* WHAT IS NEEDED: Look through the lines below and extract each one that contains "NormalizeError".

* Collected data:
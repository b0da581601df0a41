//! API client error types.

use nis_core::NormalizeError;
use thiserror::Error;

/// Errors that can occur while fetching upcoming items.
///
/// Every variant is fatal for the request that produced it; nothing is
/// retried and no partial result is returned.
#[derive(Debug, Error)]
pub enum ApiError {
    /// HTTP transport error (DNS, connect, timeout, TLS).
    #[error("HTTP error: {0}")]
    Http(#[from] reqwest::Error),

    /// The API returned a non-success status code.
    #[error("API error ({status}): {message}")]
    Api {
        /// HTTP status code returned by the API.
        status: u16,
        /// Response body.
        message: String,
    },

    /// The API returned a 429 Too Many Requests response.
    #[error("rate limited, retry after {retry_after_secs}s")]
    RateLimited {
        /// Seconds to wait before retrying.
        retry_after_secs: u64,
    },

    /// The response body was not the expected JSON shape.
    #[error("parse error: {0}")]
    Parse(String),

    /// A result could not be normalized into a record.
    #[error("invalid record: {0}")]
    Normalize(#[from] NormalizeError),

    /// A concurrent vehicle lookup did not complete.
    #[error("vehicle lookup task failed: {0}")]
    Task(String),
}
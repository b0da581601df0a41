//! Normalization error types.
//!
//! Missing fields are never errors; they normalize to `None` or
//! [`EventDate::Unknown`](crate::EventDate::Unknown). Only a value that is
//! present but unusable ends up here.

use thiserror::Error;

#[derive(Debug, Error)]
pub enum NormalizeError {
    /// A timestamp string was present but did not match the expected format.
    #[error("invalid timestamp in '{field}': {value:?} ({source})")]
    InvalidTimestamp {
        field: &'static str,
        value: String,
        source: chrono::ParseError,
    },

    /// A timestamp field held a non-string JSON value.
    #[error("expected a timestamp string in '{field}', found {found}")]
    UnexpectedType { field: &'static str, found: String },
}
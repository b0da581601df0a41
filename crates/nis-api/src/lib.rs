//! # nis-api
//!
//! Launch Library 2 HTTP client for nextinspace.
//!
//! Fetches upcoming events and launches, normalizes them with `nis-core`,
//! and merges both feeds into one date-ordered sequence:
//! - `GET {base}/event/upcoming?limit={n}`
//! - `GET {base}/launch?limit={n}&net__gte={YYYY-MM-DD}`
//! - `GET {launcher configuration url}` per launch, only when asked for
//!
//! Any failure aborts the whole call. Nothing is retried.

mod error;
mod events;
mod http;
mod launches;
mod upcoming;
mod vehicles;

pub use error::ApiError;
pub use nis_core::{Event, EventDate, ItemKind, Launch, SpaceItem, Vehicle};

use nis_config::ApiConfig;

/// How much to fetch for each launch.
#[derive(Debug, Clone, Copy, PartialEq, Eq, Default)]
pub enum LaunchDetail {
    /// Launch fields only. One request per feed.
    #[default]
    Summary,
    /// Also fetch the launch vehicle, one extra request per launch.
    WithVehicle,
}

impl LaunchDetail {
    #[must_use]
    pub const fn includes_vehicle(self) -> bool {
        matches!(self, Self::WithVehicle)
    }
}

// ── Client ─────────────────────────────────────────────────────────

/// HTTP client for the Launch Library 2 API.
#[derive(Debug, Clone)]
pub struct SpaceClient {
    http: reqwest::Client,
    base_url: String,
    max_concurrent_vehicle_requests: usize,
}

impl SpaceClient {
    /// Build a client from API settings.
    ///
    /// # Errors
    ///
    /// Returns [`ApiError::Http`] if the underlying `reqwest::Client` fails
    /// to build (e.g. no TLS backend available).
    pub fn new(config: &ApiConfig) -> Result<Self, ApiError> {
        let http = reqwest::Client::builder()
            .user_agent(config.user_agent.as_str())
            .timeout(config.timeout())
            .build()?;

        Ok(Self {
            http,
            base_url: config.base_url.trim_end_matches('/').to_string(),
            max_concurrent_vehicle_requests: config.max_concurrent_vehicle_requests.max(1),
        })
    }

    /// Base URL requests are built from, without a trailing slash.
    #[must_use]
    pub fn base_url(&self) -> &str {
        &self.base_url
    }

    /// Fetch a paginated list endpoint and return its `results`, capped at
    /// `limit` items.
    async fn fetch_results(
        &self,
        url: &str,
        limit: usize,
    ) -> Result<Vec<serde_json::Value>, ApiError> {
        let body = http::get_json(&self.http, url).await?;
        let mut results = http::take_results(body, url)?;
        results.truncate(limit);
        Ok(results)
    }
}

#[cfg(test)]
mod tests {
    use super::*;

    #[test]
    fn client_builds_from_defaults() {
        let client = SpaceClient::new(&ApiConfig::default()).unwrap();
        assert_eq!(client.base_url(), "https://ll.thespacedevs.com/2.0.0");
        assert_eq!(client.max_concurrent_vehicle_requests, 4);
    }

    #[test]
    fn trailing_slash_is_trimmed() {
        let config = ApiConfig {
            base_url: "http://localhost:8000/2.0.0/".into(),
            ..ApiConfig::default()
        };
        let client = SpaceClient::new(&config).unwrap();
        assert_eq!(client.base_url(), "http://localhost:8000/2.0.0");
    }

    #[test]
    fn summary_is_the_default_detail() {
        assert_eq!(LaunchDetail::default(), LaunchDetail::Summary);
        assert!(!LaunchDetail::Summary.includes_vehicle());
        assert!(LaunchDetail::WithVehicle.includes_vehicle());
    }

    #[tokio::test]
    #[ignore] // requires network
    async fn live_upcoming() {
        let client = SpaceClient::new(&ApiConfig::default()).unwrap();
        let items = client.upcoming(5, LaunchDetail::Summary).await.unwrap();
        println!("\n── upcoming(5) ── {} items", items.len());
        for item in &items {
            println!(
                "  [{:>6}] {} | {}",
                item.kind(),
                item.date(),
                item.name().unwrap_or("-"),
            );
        }
        assert!(items.len() <= 5);
    }
}
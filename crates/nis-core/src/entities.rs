//! Upcoming item records.
//!
//! Records are plain immutable values built once per API result. Equality is
//! structural. The public JSON shape is the serde derive output below, with
//! items tagged by `"type": "event" | "launch"`.

use std::fmt;

use serde::{Deserialize, Serialize};

use crate::dates::{self, EventDate};

/// A generic space-related occurrence (landing, spacewalk, press event...).
#[derive(Debug, Clone, PartialEq, Eq, Serialize, Deserialize)]
pub struct Event {
    pub name: Option<String>,
    pub location: Option<String>,
    pub date: EventDate,
    pub description: Option<String>,
    /// Free-form type label from the API (e.g. `Press Event`).
    pub category: Option<String>,
}

/// An orbital or suborbital launch.
#[derive(Debug, Clone, PartialEq, Serialize, Deserialize)]
pub struct Launch {
    pub name: Option<String>,
    /// `"{pad}, {pad location}"`, or whichever of the two is known.
    pub location: Option<String>,
    pub date: EventDate,
    pub description: Option<String>,
    /// Mission type (e.g. `Suborbital`, `Communications`).
    pub category: Option<String>,
    /// Only fetched on request; owned by this launch.
    pub vehicle: Option<Vehicle>,
}

/// Launch vehicle configuration and record.
///
/// Numbers pass through as the API reports them: masses in tonnes or kg,
/// thrust in kN, height in metres. Absent stays absent, never zero.
#[derive(Debug, Clone, PartialEq, Serialize, Deserialize)]
pub struct Vehicle {
    pub name: Option<String>,
    pub leo_payload_capacity: Option<f64>,
    pub gto_payload_capacity: Option<f64>,
    pub liftoff_thrust: Option<f64>,
    pub liftoff_mass: Option<f64>,
    pub max_stages: Option<u32>,
    pub height: Option<f64>,
    pub successful_launch_count: Option<u32>,
    pub consecutive_successful_launch_count: Option<u32>,
    pub failed_launch_count: Option<u32>,
    #[serde(with = "dates::calendar")]
    pub maiden_flight_date: EventDate,
}

/// Discriminant for [`SpaceItem`].
#[derive(Debug, Clone, Copy, PartialEq, Eq, Hash, Serialize, Deserialize)]
#[serde(rename_all = "snake_case")]
pub enum ItemKind {
    Event,
    Launch,
}

impl ItemKind {
    #[must_use]
    pub const fn as_str(self) -> &'static str {
        match self {
            Self::Event => "event",
            Self::Launch => "launch",
        }
    }
}

impl fmt::Display for ItemKind {
    fn fmt(&self, f: &mut fmt::Formatter<'_>) -> fmt::Result {
        f.write_str(self.as_str())
    }
}

/// One entry of the merged upcoming sequence.
#[derive(Debug, Clone, PartialEq, Serialize, Deserialize)]
#[serde(tag = "type", rename_all = "snake_case")]
pub enum SpaceItem {
    Event(Event),
    Launch(Launch),
}

impl SpaceItem {
    #[must_use]
    pub const fn kind(&self) -> ItemKind {
        match self {
            Self::Event(_) => ItemKind::Event,
            Self::Launch(_) => ItemKind::Launch,
        }
    }

    #[must_use]
    pub const fn date(&self) -> EventDate {
        match self {
            Self::Event(event) => event.date,
            Self::Launch(launch) => launch.date,
        }
    }

    #[must_use]
    pub fn name(&self) -> Option<&str> {
        match self {
            Self::Event(event) => event.name.as_deref(),
            Self::Launch(launch) => launch.name.as_deref(),
        }
    }

    #[must_use]
    pub fn location(&self) -> Option<&str> {
        match self {
            Self::Event(event) => event.location.as_deref(),
            Self::Launch(launch) => launch.location.as_deref(),
        }
    }

    #[must_use]
    pub fn description(&self) -> Option<&str> {
        match self {
            Self::Event(event) => event.description.as_deref(),
            Self::Launch(launch) => launch.description.as_deref(),
        }
    }

    #[must_use]
    pub fn category(&self) -> Option<&str> {
        match self {
            Self::Event(event) => event.category.as_deref(),
            Self::Launch(launch) => launch.category.as_deref(),
        }
    }

    #[must_use]
    pub const fn vehicle(&self) -> Option<&Vehicle> {
        match self {
            Self::Event(_) => None,
            Self::Launch(launch) => launch.vehicle.as_ref(),
        }
    }
}

impl From<Event> for SpaceItem {
    fn from(event: Event) -> Self {
        Self::Event(event)
    }
}

impl From<Launch> for SpaceItem {
    fn from(launch: Launch) -> Self {
        Self::Launch(launch)
    }
}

* RESPONSE TO THIS TASK:
use nis_core::NormalizeError;
    Normalize(#[from] NormalizeError),
pub enum NormalizeError {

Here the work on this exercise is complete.